The suspects have surrendered under tense pressure from the public, state-run Xinhua news agency quoted the regional government's publicity department as saying.
A total of 18 suspects of a fatal terror attack in Shache County have surrendered to police, the local government announced today.

However, Munich-based Uighur rights advocacy group rejected government claims about surrender under public pressure and said the 18 had surrendered fearing for their lives.

Amid a manhunt for the suspects, armed forces encircled a corn field where the 18 Uighur farmers, the youngest of whom was 15, had retreated and were shooting in the air, said Dilxat Raxit of the World Uyghur Congress.

Raxit further claimed that authorities took their family members to the field to persuade them to give up, "telling them the government can ensure their safety after they surrender."

Masked militants armed with knives attacked government offices on July 28 and killed 37 civilians and left 13 others injured. Police officers on the scene shot dead 59 terrorists and arrested 215 others.
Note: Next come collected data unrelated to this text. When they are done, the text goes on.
pub mod c_string;
pub mod dispatch_macros;
pub mod headers;
pub mod host_value;
pub mod logging;
pub mod request;
pub mod response;

pub use headers::HeaderMap;
pub use host_value::{install_accessor, HostValue, StradaValue, StringifyFn};
pub use logging::{log_debug, log_error, log_info, log_warn};
pub use request::{HostRequest, Request};
pub use response::Response;
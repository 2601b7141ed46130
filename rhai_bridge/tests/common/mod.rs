#![allow(dead_code)]

use std::ffi::{CStr, CString};
use std::os::raw::c_char;
use std::path::Path;

use cannoli_core::c_string::OwnedCString;
use cannoli_core::host_value::c_string_accessor;
use cannoli_core::{HostValue, StradaValue};
use parking_lot::{Mutex, MutexGuard};
use rhai_bridge::ffi;

static SERIAL: Mutex<()> = parking_lot::const_mutex(());

/// Hold for the length of a test that touches the process-wide bridge.
pub fn serial() -> MutexGuard<'static, ()> {
    let guard = SERIAL.lock();
    ffi::rhai_bridge_set_accessor(Some(c_string_accessor));
    guard
}

/// Host values here are plain C strings; keep the `CString`s alive while
/// their handles are in use.
pub struct Values(Vec<CString>);

impl Values {
    pub fn new() -> Self {
        Values(Vec::new())
    }

    pub fn value(&mut self, text: &str) -> HostValue {
        let owned = CString::new(text).unwrap();
        let raw = owned.as_ptr() as *mut StradaValue;
        self.0.push(owned);
        unsafe { HostValue::from_raw(raw) }
    }
}

pub fn take(ptr: *mut c_char) -> String {
    assert!(!ptr.is_null(), "bridge returned NULL");
    unsafe { OwnedCString::from_raw(ptr) }.to_string_lossy()
}

pub fn borrowed(ptr: *const c_char) -> Option<String> {
    if ptr.is_null() {
        return None;
    }
    Some(unsafe { CStr::from_ptr(ptr) }.to_string_lossy().into_owned())
}

pub fn write_script(dir: &Path, relative: &str, source: &str) -> String {
    let path = dir.join(relative);
    if let Some(parent) = path.parent() {
        std::fs::create_dir_all(parent).unwrap();
    }
    std::fs::write(&path, source).unwrap();
    path.to_str().unwrap().to_string()
}
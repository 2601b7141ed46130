use std::fmt;
use std::os::raw::c_char;

use crate::c_string::into_owned_c_string;

/// Prefix of the error sentinel understood by the host.
pub const STATUS_PREFIX: &str = "STATUS:";

/// Outcome of one dispatch.
///
/// Only the C boundary flattens this to a string; everything on the Rust
/// side passes the tagged form around.
#[derive(Debug, Clone, PartialEq, Eq)]
pub enum Response {
    /// Not handled here; the host moves on to the next library.
    Abstain,
    /// Response body, handed to the host verbatim.
    Body(String),
    /// Status sentinel, `STATUS:<code>:<message>` on the wire.
    Status { code: u16, message: String },
}

impl Response {
    /// A body response. An empty body abstains.
    pub fn body(text: impl Into<String>) -> Self {
        let text = text.into();
        if text.is_empty() {
            Response::Abstain
        } else {
            Response::Body(text)
        }
    }

    pub fn status(code: u16, message: impl Into<String>) -> Self {
        Response::Status {
            code,
            message: message.into(),
        }
    }

    pub fn internal_error(message: impl Into<String>) -> Self {
        Self::status(500, message)
    }

    pub fn is_abstain(&self) -> bool {
        matches!(self, Response::Abstain)
    }

    /// Flatten to the host's string protocol.
    pub fn to_wire(&self) -> String {
        self.to_string()
    }

    /// Recognize the host string protocol. The sentinel is only recognized
    /// when the code is numeric; anything else is a body.
    pub fn from_wire(wire: &str) -> Self {
        if let Some(rest) = wire.strip_prefix(STATUS_PREFIX) {
            if let Some((code, message)) = rest.split_once(':') {
                if let Ok(code) = code.parse::<u16>() {
                    return Response::status(code, message);
                }
            }
        }
        Response::body(wire)
    }

    /// Hand the wire form to the host as a `malloc`-owned C string.
    pub fn into_c_string(self) -> *mut c_char {
        into_owned_c_string(&self.to_wire())
    }
}

impl fmt::Display for Response {
    fn fmt(&self, f: &mut fmt::Formatter<'_>) -> fmt::Result {
        match self {
            Response::Abstain => Ok(()),
            Response::Body(text) => f.write_str(text),
            Response::Status { code, message } => write!(f, "{}{}:{}", STATUS_PREFIX, code, message),
        }
    }
}

impl From<String> for Response {
    fn from(text: String) -> Self {
        Response::body(text)
    }
}

#[cfg(test)]
mod tests {
    use super::*;

    #[test]
    fn empty_body_abstains() {
        assert_eq!(Response::body(""), Response::Abstain);
        assert_eq!(Response::Abstain.to_wire(), "");
    }

    #[test]
    fn status_sentinel_layout() {
        assert_eq!(
            Response::internal_error("Failed to create Cannoli object").to_wire(),
            "STATUS:500:Failed to create Cannoli object"
        );
    }

    #[test]
    fn message_may_contain_colons() {
        assert_eq!(
            Response::from_wire("STATUS:500:oops: at line 3"),
            Response::status(500, "oops: at line 3")
        );
    }

    #[test]
    fn non_numeric_status_is_a_body() {
        assert_eq!(
            Response::from_wire("STATUS:teapot:short and stout"),
            Response::Body("STATUS:teapot:short and stout".to_string())
        );
        assert_eq!(Response::from_wire("{\"ok\":true}"), Response::body("{\"ok\":true}"));
        assert!(Response::from_wire("").is_abstain());
    }
}
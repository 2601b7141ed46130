/*
 * Procedural macros for logging around function boundaries
 *
 * `catch_panic` keeps unwinds from escaping `extern "C"` entry points and
 * `measure_time` records how long a call took. Both expand to calls into
 * `liblogger`, so the crate using them must depend on it directly.
 */

extern crate proc_macro;

mod macro_utils;

use proc_macro::TokenStream;
use quote::{format_ident, quote};
use syn::{parse_macro_input, parse_quote, ItemFn};

use crate::macro_utils::{get_fn_name, panic_message, returns_result, PanicArgs};

/// Measure execution time of a function, logged at debug level.
#[proc_macro_attribute]
pub fn measure_time(_args: TokenStream, input: TokenStream) -> TokenStream {
    let mut input_fn = parse_macro_input!(input as ItemFn);
    let fn_name = get_fn_name(&input_fn);
    let orig_block = input_fn.block.clone();

    input_fn.block = Box::new(parse_quote!({
        let start_time = ::std::time::Instant::now();
        let result = #orig_block;
        liblogger::log_debug!(
            &format!("{} completed in {} us", #fn_name, start_time.elapsed().as_micros()),
            None
        );
        result
    }));

    TokenStream::from(quote!(#input_fn))
}

/// Catch and log panics instead of unwinding out of the function.
///
/// Functions returning `Result` turn the panic into `Err(..)`. Everything
/// else returns `Default::default()`, or the expression given as
/// `#[catch_panic(fallback = expr)]` for return types without a default
/// (raw pointers, for example).
#[proc_macro_attribute]
pub fn catch_panic(args: TokenStream, input: TokenStream) -> TokenStream {
    let args = parse_macro_input!(args as PanicArgs);
    let mut input_fn = parse_macro_input!(input as ItemFn);
    let fn_name = get_fn_name(&input_fn);
    let orig_block = input_fn.block.clone();

    let payload = format_ident!("panic_err");
    let message = panic_message(&payload);

    let recovery = match args.fallback {
        Some(fallback) => quote!(#fallback),
        None if returns_result(&input_fn) => {
            quote!(Err(format!("Panic in {}: {}", #fn_name, panic_msg).into()))
        }
        None => quote!(Default::default()),
    };

    input_fn.block = Box::new(parse_quote!({
        use std::panic::{catch_unwind, AssertUnwindSafe};

        match catch_unwind(AssertUnwindSafe(|| #orig_block)) {
            Ok(result) => result,
            Err(#payload) => {
                let panic_msg: String = #message;
                liblogger::log_error!(&format!("{} caught panic: {}", #fn_name, panic_msg), None);
                #recovery
            }
        }
    }));

    TokenStream::from(quote!(#input_fn))
}
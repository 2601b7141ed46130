//! Strings handed to the host.
//!
//! The host releases returned strings with `free()`, so they are allocated
//! with the C allocator rather than through `CString::into_raw`.

use std::os::raw::c_char;
use std::ptr;

use crate::log_error;

/// Copy `text` into a fresh `malloc` buffer, NUL-terminated.
///
/// Text after an interior NUL is dropped since the host could never see it.
/// If the copy cannot be allocated the failure is logged and an empty string
/// is returned instead; NULL comes back only when even that fails.
pub fn into_owned_c_string(text: &str) -> *mut c_char {
    let bytes = text.as_bytes();
    let len = bytes.iter().position(|&b| b == 0).unwrap_or(bytes.len());

    let buffer = unsafe { libc::malloc(len + 1) } as *mut u8;
    if buffer.is_null() {
        log_error!(&format!("failed to allocate {} bytes for response", len + 1));
        return empty_c_string();
    }

    unsafe {
        ptr::copy_nonoverlapping(bytes.as_ptr(), buffer, len);
        *buffer.add(len) = 0;
    }
    buffer as *mut c_char
}

/// A `malloc`-owned empty string.
pub fn empty_c_string() -> *mut c_char {
    unsafe { libc::calloc(1, 1) as *mut c_char }
}

/// Release a string produced by this module. NULL is ignored.
///
/// # Safety
/// `ptr` must be NULL or a pointer returned by [`into_owned_c_string`] or
/// [`empty_c_string`] that has not been freed yet.
pub unsafe fn free_c_string(ptr: *mut c_char) {
    if !ptr.is_null() {
        libc::free(ptr as *mut libc::c_void);
    }
}

/// Releases the wrapped string on drop. Mostly useful on the calling side.
pub struct OwnedCString(*mut c_char);

impl OwnedCString {
    /// # Safety
    /// Same contract as [`free_c_string`]; ownership moves into the wrapper.
    pub unsafe fn from_raw(ptr: *mut c_char) -> Self {
        OwnedCString(ptr)
    }

    pub fn is_null(&self) -> bool {
        self.0.is_null()
    }

    pub fn to_string_lossy(&self) -> String {
        if self.0.is_null() {
            return String::new();
        }
        unsafe { std::ffi::CStr::from_ptr(self.0) }
            .to_string_lossy()
            .into_owned()
    }
}

impl Drop for OwnedCString {
    fn drop(&mut self) {
        unsafe { free_c_string(self.0) }
    }
}
//! Admin API stub library. Answers `/admin` and `/admin/*`, abstains
//! everywhere else so the host can try the next library.

use cannoli_core::{declare_dispatch, log_debug, log_info, Request, Response};
use serde::Serialize;

const ROUTE_PREFIX: &str = "/admin";

#[derive(Serialize)]
struct ServiceInfo {
    service: &'static str,
    status: &'static str,
    routes: [&'static str; 3],
}

#[derive(Serialize)]
struct User {
    id: u32,
    name: &'static str,
}

#[derive(Serialize)]
struct UserList {
    users: [User; 2],
}

#[derive(Serialize)]
struct Stats {
    requests: u64,
    errors: u64,
    uptime: u64,
}

#[derive(Serialize)]
struct RouteNotFound<'a> {
    error: &'static str,
    path: &'a str,
    path_info: &'a str,
}

fn json<T: Serialize>(value: &T) -> Response {
    match serde_json::to_string(value) {
        Ok(body) => Response::body(body),
        Err(e) => Response::internal_error(e.to_string()),
    }
}

pub fn route(request: &Request) -> Response {
    let path = request.path.as_str();
    if !path.starts_with(ROUTE_PREFIX) {
        return Response::Abstain;
    }

    let is_get = request.method == "GET";
    match path {
        "/admin" if is_get => json(&ServiceInfo {
            service: "admin",
            status: "ok",
            routes: ["/admin", "/admin/users", "/admin/stats"],
        }),
        "/admin/users" if is_get => json(&UserList {
            users: [User { id: 1, name: "admin" }, User { id: 2, name: "guest" }],
        }),
        "/admin/stats" if is_get => json(&Stats {
            requests: 100,
            errors: 0,
            uptime: 3600,
        }),
        _ if path.starts_with("/admin/") => {
            log_debug!(&format!("[plugin_admin] no route for {} {}", request.method, path));
            json(&RouteNotFound {
                error: "admin route not found",
                path,
                path_info: &request.path_info,
            })
        }
        _ => Response::Abstain,
    }
}

declare_dispatch!("plugin_admin", route);

#[ctor::ctor]
fn on_load() {
    let _ = cannoli_core::logging::init_logger("plugin_admin");
    log_info!("[plugin_admin] loaded");
}
use std::collections::btree_map::{self, BTreeMap};

/// Request headers keyed by lowercased, trimmed name.
///
/// Built from the host's newline-delimited header block. A repeated header
/// keeps its last value.
#[derive(Debug, Clone, Default, PartialEq, Eq)]
pub struct HeaderMap {
    entries: BTreeMap<String, String>,
}

impl HeaderMap {
    pub fn new() -> Self {
        Self::default()
    }

    /// Parse `name: value` lines separated by `\n` (CRLF tolerated).
    ///
    /// Parsing stops once no `:` is left. The name runs from the current
    /// position to the next `:`, even across a line break, so a colon-free
    /// line folds into the following header's name. Exactly one space after
    /// the colon is skipped, so `"A:  x"` yields `" x"`.
    pub fn parse(raw: &str) -> Self {
        let mut headers = HeaderMap::new();
        let mut rest = raw;

        while !rest.is_empty() {
            let Some(colon) = rest.find(':') else { break };
            let name = rest[..colon].trim().to_ascii_lowercase();
            let after = &rest[colon + 1..];
            let after = after.strip_prefix(' ').unwrap_or(after);

            let (line, next) = match after.find('\n') {
                Some(newline) => (&after[..newline], &after[newline + 1..]),
                None => (after, ""),
            };
            let value = line.trim_end_matches(['\r', '\n']);

            headers.insert(name, value);
            rest = next;
        }

        headers
    }

    pub fn insert(&mut self, name: impl Into<String>, value: impl Into<String>) {
        self.entries.insert(name.into(), value.into());
    }

    /// Case-insensitive lookup.
    pub fn get(&self, name: &str) -> Option<&str> {
        self.entries
            .get(&name.trim().to_ascii_lowercase())
            .map(String::as_str)
    }

    pub fn len(&self) -> usize {
        self.entries.len()
    }

    pub fn is_empty(&self) -> bool {
        self.entries.is_empty()
    }

    pub fn iter(&self) -> btree_map::Iter<'_, String, String> {
        self.entries.iter()
    }
}

impl<'a> IntoIterator for &'a HeaderMap {
    type Item = (&'a String, &'a String);
    type IntoIter = btree_map::Iter<'a, String, String>;

    fn into_iter(self) -> Self::IntoIter {
        self.entries.iter()
    }
}

impl IntoIterator for HeaderMap {
    type Item = (String, String);
    type IntoIter = btree_map::IntoIter<String, String>;

    fn into_iter(self) -> Self::IntoIter {
        self.entries.into_iter()
    }
}

impl<K: Into<String>, V: Into<String>> FromIterator<(K, V)> for HeaderMap {
    fn from_iter<I: IntoIterator<Item = (K, V)>>(iter: I) -> Self {
        let mut headers = HeaderMap::new();
        for (name, value) in iter {
            headers.insert(name, value);
        }
        headers
    }
}
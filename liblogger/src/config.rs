/*
 * Configuration management for the logger
 *
 * Parses the [logging] section of app_config.toml (or a bare table with the
 * same keys). Enum values are matched case-insensitively so hand-written
 * configs like `type = "File"` and `threshold = "WARNING"` are accepted.
 */

use serde::{Deserialize, Serialize};
use std::fs;

/// Log severity levels, ordered from least to most severe.
#[derive(Debug, Clone, Copy, PartialEq, Eq, PartialOrd, Ord, Serialize)]
pub enum LogLevel {
    Debug,
    Info,
    Warn,
    Error,
}

// Separate implementation of Deserialize to handle case-insensitive values
impl<'de> Deserialize<'de> for LogLevel {
    fn deserialize<D>(deserializer: D) -> Result<Self, D::Error>
    where
        D: serde::Deserializer<'de>,
    {
        let s = String::deserialize(deserializer)?;
        match s.to_lowercase().as_str() {
            "debug" => Ok(LogLevel::Debug),
            "info" => Ok(LogLevel::Info),
            "warn" | "warning" => Ok(LogLevel::Warn),
            "error" => Ok(LogLevel::Error),
            _ => Err(serde::de::Error::unknown_variant(
                &s,
                &["debug", "info", "warn", "warning", "error"],
            )),
        }
    }
}

impl LogLevel {
    pub fn as_str(&self) -> &'static str {
        match self {
            LogLevel::Debug => "DEBUG",
            LogLevel::Info => "INFO",
            LogLevel::Warn => "WARN",
            LogLevel::Error => "ERROR",
        }
    }
}

/// Where log lines are written.
#[derive(Debug, Clone, Copy, PartialEq, Eq, Serialize)]
pub enum LogType {
    Stderr,
    Stdout,
    File,
}

impl<'de> Deserialize<'de> for LogType {
    fn deserialize<D>(deserializer: D) -> Result<Self, D::Error>
    where
        D: serde::Deserializer<'de>,
    {
        let s = String::deserialize(deserializer)?;
        match s.to_lowercase().as_str() {
            "stderr" | "console" => Ok(LogType::Stderr),
            "stdout" => Ok(LogType::Stdout),
            "file" => Ok(LogType::File),
            _ => Err(serde::de::Error::unknown_variant(
                &s,
                &["stderr", "console", "stdout", "file"],
            )),
        }
    }
}

/// Line layout of a log record.
#[derive(Debug, Clone, Copy, PartialEq, Eq, Serialize)]
pub enum LogFormat {
    Text,
    Json,
}

impl<'de> Deserialize<'de> for LogFormat {
    fn deserialize<D>(deserializer: D) -> Result<Self, D::Error>
    where
        D: serde::Deserializer<'de>,
    {
        let s = String::deserialize(deserializer)?;
        match s.to_lowercase().as_str() {
            "text" | "plain" => Ok(LogFormat::Text),
            "json" => Ok(LogFormat::Json),
            _ => Err(serde::de::Error::unknown_variant(&s, &["text", "plain", "json"])),
        }
    }
}

/// Configuration for the logger
#[derive(Debug, Clone, Serialize, Deserialize)]
pub struct LogConfig {
    /// Type of output (stderr, stdout, file)
    #[serde(rename = "type", default = "default_log_type")]
    pub log_type: LogType,

    /// Minimum log level to record
    #[serde(default = "default_threshold")]
    pub threshold: LogLevel,

    /// Text or JSON lines
    #[serde(default = "default_format")]
    pub format: LogFormat,

    /// File path for file-based logging
    #[serde(default)]
    pub file_path: Option<String>,

    /// Folder for log files, joined with `file_path` when both are set
    #[serde(default)]
    pub log_folder: Option<String>,

    /// Whether to flush after every write (default: false)
    #[serde(default)]
    pub force_flush: bool,
}

fn default_log_type() -> LogType {
    LogType::Stderr
}

fn default_threshold() -> LogLevel {
    LogLevel::Info
}

fn default_format() -> LogFormat {
    LogFormat::Text
}

impl Default for LogConfig {
    fn default() -> Self {
        LogConfig {
            log_type: default_log_type(),
            threshold: default_threshold(),
            format: default_format(),
            file_path: None,
            log_folder: None,
            force_flush: false,
        }
    }
}

impl LogConfig {
    /// Create configuration from a TOML file
    pub fn from_file(file_path: &str) -> Result<Self, String> {
        let config_str = fs::read_to_string(file_path)
            .map_err(|e| format!("Could not read config file '{}': {}", file_path, e))?;
        Self::from_toml_str(&config_str)
    }

    /// Parse either a document with a `[logging]` table or a bare logging table.
    pub fn from_toml_str(config_str: &str) -> Result<Self, String> {
        let mut document: toml::Table = toml::from_str(config_str)
            .map_err(|e| format!("Failed to parse config file: {}", e))?;
        let section = match document.remove("logging") {
            Some(section) => section,
            None => toml::Value::Table(document),
        };
        section
            .try_into::<LogConfig>()
            .map_err(|e| format!("Failed to parse config file: {}", e))
    }

    /// Resolved path of the log file, if file output is configured.
    pub fn resolved_file_path(&self) -> Option<String> {
        let file = self.file_path.as_deref()?;
        match self.log_folder.as_deref() {
            Some(folder) if !folder.is_empty() => Some(
                std::path::Path::new(folder)
                    .join(file)
                    .to_string_lossy()
                    .into_owned(),
            ),
            _ => Some(file.to_string()),
        }
    }
}
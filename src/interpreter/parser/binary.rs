use std::iter::Peekable;

use crate::{
    ast::{BinaryOperator, Expr},
    interpreter::{
        lexer::Token,
        parser::{core::ParseResult, unary::parse_unary},
    },
};

/// Parses logical OR expressions.
///
/// Handles left-associative chains of `or` / `||`.
///
/// Grammar: `logical_or := logical_and (("or" | "||") logical_and)*`
pub fn parse_logical_or<'a, I>(tokens: &mut Peekable<I>, line: usize) -> ParseResult<Expr>
    where I: Iterator<Item = &'a (Token, usize)> + Clone
{
    parse_binary_level(tokens, &[BinaryOperator::Or], parse_logical_and, line)
}

/// Parses logical AND expressions.
///
/// Handles left-associative chains of `and` / `&&`. Precedence is higher
/// than OR and lower than equality.
///
/// Grammar: `logical_and := equality (("and" | "&&") equality)*`
pub fn parse_logical_and<'a, I>(tokens: &mut Peekable<I>, line: usize) -> ParseResult<Expr>
    where I: Iterator<Item = &'a (Token, usize)> + Clone
{
    parse_binary_level(tokens, &[BinaryOperator::And], parse_equality, line)
}

/// Parses equality expressions: `==` and `!=`.
///
/// Grammar: `equality := comparison (("==" | "!=") comparison)*`
pub fn parse_equality<'a, I>(tokens: &mut Peekable<I>, line: usize) -> ParseResult<Expr>
    where I: Iterator<Item = &'a (Token, usize)> + Clone
{
    parse_binary_level(tokens,
                       &[BinaryOperator::Equal, BinaryOperator::NotEqual],
                       parse_comparison,
                       line)
}

/// Parses relational expressions: `<`, `<=`, `>`, `>=`.
///
/// Grammar: `comparison := additive (("<" | "<=" | ">" | ">=") additive)*`
pub fn parse_comparison<'a, I>(tokens: &mut Peekable<I>, line: usize) -> ParseResult<Expr>
    where I: Iterator<Item = &'a (Token, usize)> + Clone
{
    parse_binary_level(tokens,
                       &[BinaryOperator::Less,
                         BinaryOperator::LessEqual,
                         BinaryOperator::Greater,
                         BinaryOperator::GreaterEqual],
                       parse_additive,
                       line)
}

/// Parses addition and subtraction expressions.
///
/// Grammar: `additive := multiplicative (("+" | "-") multiplicative)*`
pub fn parse_additive<'a, I>(tokens: &mut Peekable<I>, line: usize) -> ParseResult<Expr>
    where I: Iterator<Item = &'a (Token, usize)> + Clone
{
    parse_binary_level(tokens,
                       &[BinaryOperator::Add, BinaryOperator::Sub],
                       parse_multiplicative,
                       line)
}

/// Parses multiplication-level expressions: `*`, `/`, and `%`.
///
/// Grammar: `multiplicative := unary (("*" | "/" | "%") unary)*`
pub fn parse_multiplicative<'a, I>(tokens: &mut Peekable<I>, line: usize) -> ParseResult<Expr>
    where I: Iterator<Item = &'a (Token, usize)> + Clone
{
    parse_binary_level(tokens,
                       &[BinaryOperator::Mul, BinaryOperator::Div, BinaryOperator::Mod],
                       parse_unary,
                       line)
}

/// Parses one left-associative binary precedence level.
///
/// Repeatedly parses `next_level` operands joined by any operator in
/// `operators`, folding them into a left-leaning expression tree. Each
/// right operand is parsed with its operator's line, so an expression cut
/// off mid-operator reports where the operand was expected.
fn parse_binary_level<'a, I>(tokens: &mut Peekable<I>,
                             operators: &[BinaryOperator],
                             next_level: fn(&mut Peekable<I>, usize) -> ParseResult<Expr>,
                             line: usize)
                             -> ParseResult<Expr>
    where I: Iterator<Item = &'a (Token, usize)> + Clone
{
    let mut left = next_level(tokens, line)?;

    loop {
        if let Some((token, line)) = tokens.peek()
           && let Some(op) = token_to_binary_operator(token)
           && operators.contains(&op)
        {
            let line = *line;
            tokens.next();
            let right = next_level(tokens, line)?;
            left = Expr::Binary { op,
                                  left: Box::new(left),
                                  right: Box::new(right) };
            continue;
        }
        break;
    }

    Ok(left)
}

/// Maps a token to its corresponding binary operator.
///
/// Returns `Some(BinaryOperator)` when the token represents a binary
/// operator (arithmetic, comparison, or logical), `None` for all other
/// tokens.
///
/// # Example
/// ```
/// use kodiscript::{
///     ast::BinaryOperator,
///     interpreter::{lexer::Token, parser::binary::token_to_binary_operator},
/// };
///
/// assert_eq!(token_to_binary_operator(&Token::Plus),
///            Some(BinaryOperator::Add));
/// assert_eq!(token_to_binary_operator(&Token::Comma), None);
/// ```
#[must_use]
pub const fn token_to_binary_operator(token: &Token) -> Option<BinaryOperator> {
    match token {
        Token::Plus => Some(BinaryOperator::Add),
        Token::Minus => Some(BinaryOperator::Sub),
        Token::Star => Some(BinaryOperator::Mul),
        Token::Slash => Some(BinaryOperator::Div),
        Token::Percent => Some(BinaryOperator::Mod),
        Token::EqualEqual => Some(BinaryOperator::Equal),
        Token::BangEqual => Some(BinaryOperator::NotEqual),
        Token::Less => Some(BinaryOperator::Less),
        Token::LessEqual => Some(BinaryOperator::LessEqual),
        Token::Greater => Some(BinaryOperator::Greater),
        Token::GreaterEqual => Some(BinaryOperator::GreaterEqual),
        Token::And => Some(BinaryOperator::And),
        Token::Or => Some(BinaryOperator::Or),
        _ => None,
    }
}
use md5::Digest;

use crate::interpreter::{
    evaluator::core::{Context, EvalResult},
    value::core::Value,
};

/// Returns the lowercase hex MD5 digest of the string argument.
pub fn md5(_context: &mut Context, args: &[Value]) -> EvalResult<Value> {
    let digest = md5::Md5::digest(args[0].as_str()?.as_bytes());
    Ok(Value::Str(hex_string(&digest)))
}

/// Returns the lowercase hex SHA-1 digest of the string argument.
pub fn sha1(_context: &mut Context, args: &[Value]) -> EvalResult<Value> {
    let digest = sha1::Sha1::digest(args[0].as_str()?.as_bytes());
    Ok(Value::Str(hex_string(&digest)))
}

/// Returns the lowercase hex SHA-256 digest of the string argument.
pub fn sha256(_context: &mut Context, args: &[Value]) -> EvalResult<Value> {
    let digest = sha2::Sha256::digest(args[0].as_str()?.as_bytes());
    Ok(Value::Str(hex_string(&digest)))
}

/// Formats a digest as lowercase hex.
fn hex_string(bytes: &[u8]) -> String {
    bytes.iter().map(|b| format!("{b:02x}")).collect()
}
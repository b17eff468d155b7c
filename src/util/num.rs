/// Converts a numeric index into a container position.
///
/// Returns `None` for negative, non-finite, or absurdly large values, which
/// index operations treat as out of bounds. The fractional part is
/// truncated, so `arr[1.9]` reads position 1.
///
/// # Example
/// ```
/// use kodiscript::util::num::f64_to_index;
///
/// assert_eq!(f64_to_index(2.0), Some(2));
/// assert_eq!(f64_to_index(2.9), Some(2));
/// assert_eq!(f64_to_index(-1.0), None);
/// assert_eq!(f64_to_index(f64::NAN), None);
/// ```
#[must_use]
pub fn f64_to_index(value: f64) -> Option<usize> {
    if !value.is_finite() || value < 0.0 {
        return None;
    }

    let truncated = value.trunc();
    if truncated > usize::MAX as f64 {
        return None;
    }

    Some(truncated as usize)
}
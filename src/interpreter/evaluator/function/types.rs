use crate::interpreter::{
    evaluator::core::{Context, EvalResult},
    value::core::Value,
};

/// Stringifies any value using the same rule as printing and string
/// concatenation.
///
/// # Example
/// ```
/// use kodiscript::evaluate;
/// use kodiscript::interpreter::value::core::Value;
///
/// assert_eq!(evaluate("toString(14)").unwrap(), Value::Str("14".into()));
/// assert_eq!(evaluate("toString(null)").unwrap(), Value::Str("null".into()));
/// ```
pub fn to_string(_context: &mut Context, args: &[Value]) -> EvalResult<Value> {
    Ok(Value::Str(args[0].to_string()))
}

/// Coerces any convertible value to a number: null becomes 0, booleans
/// become 0 or 1, and strings parse after trimming (defaulting to 0).
pub fn to_number(_context: &mut Context, args: &[Value]) -> EvalResult<Value> {
    Ok(Value::Number(args[0].to_number()?))
}

/// Returns the type name of the argument: one of `"null"`, `"boolean"`,
/// `"number"`, `"string"`, `"array"`, `"object"`, or `"function"`.
pub fn type_of(_context: &mut Context, args: &[Value]) -> EvalResult<Value> {
    Ok(Value::Str(args[0].type_name().to_string()))
}

/// Tests whether the argument is null.
pub fn is_null(_context: &mut Context, args: &[Value]) -> EvalResult<Value> {
    Ok(Value::Bool(args[0].is_null()))
}

/// Tests whether the argument is a number.
pub fn is_number(_context: &mut Context, args: &[Value]) -> EvalResult<Value> {
    Ok(Value::Bool(matches!(args[0], Value::Number(_))))
}

/// Tests whether the argument is a string.
pub fn is_string(_context: &mut Context, args: &[Value]) -> EvalResult<Value> {
    Ok(Value::Bool(matches!(args[0], Value::Str(_))))
}

/// Tests whether the argument is a boolean.
pub fn is_bool(_context: &mut Context, args: &[Value]) -> EvalResult<Value> {
    Ok(Value::Bool(matches!(args[0], Value::Bool(_))))
}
In the incident, thirty one vehicles were vandalised, of which six were set on fire. Xinjiang, home to Uighur Muslims, is in turmoil over the increasing settlements of Han Chinese from other parts of the country.

Beijing accuses al-Qaeda backed East Turkestan Islamic Movement (ETIM), which has bases in Pakistan's tribal areas, for the unrest in the region. The Shache attack was considered to be one of the largest in recent years as hundreds of separatists took part in it.

Few of the surrendered suspects were diehard terrorists, many of them were cheated or coerced into joining the terrorist attack, Abdulkeyum Abdukhadir, an official from the Shache public security bureau said.

If found guilty, the suspects who turned themselves in will get a lighter sentence, while those who are still on the run were warned to surrender as soon as possible, Abdulkeyum Abdukhadir said.

On August 1, the Shache County government made an announcement calling for public tip-offs about the suspects' whereabouts.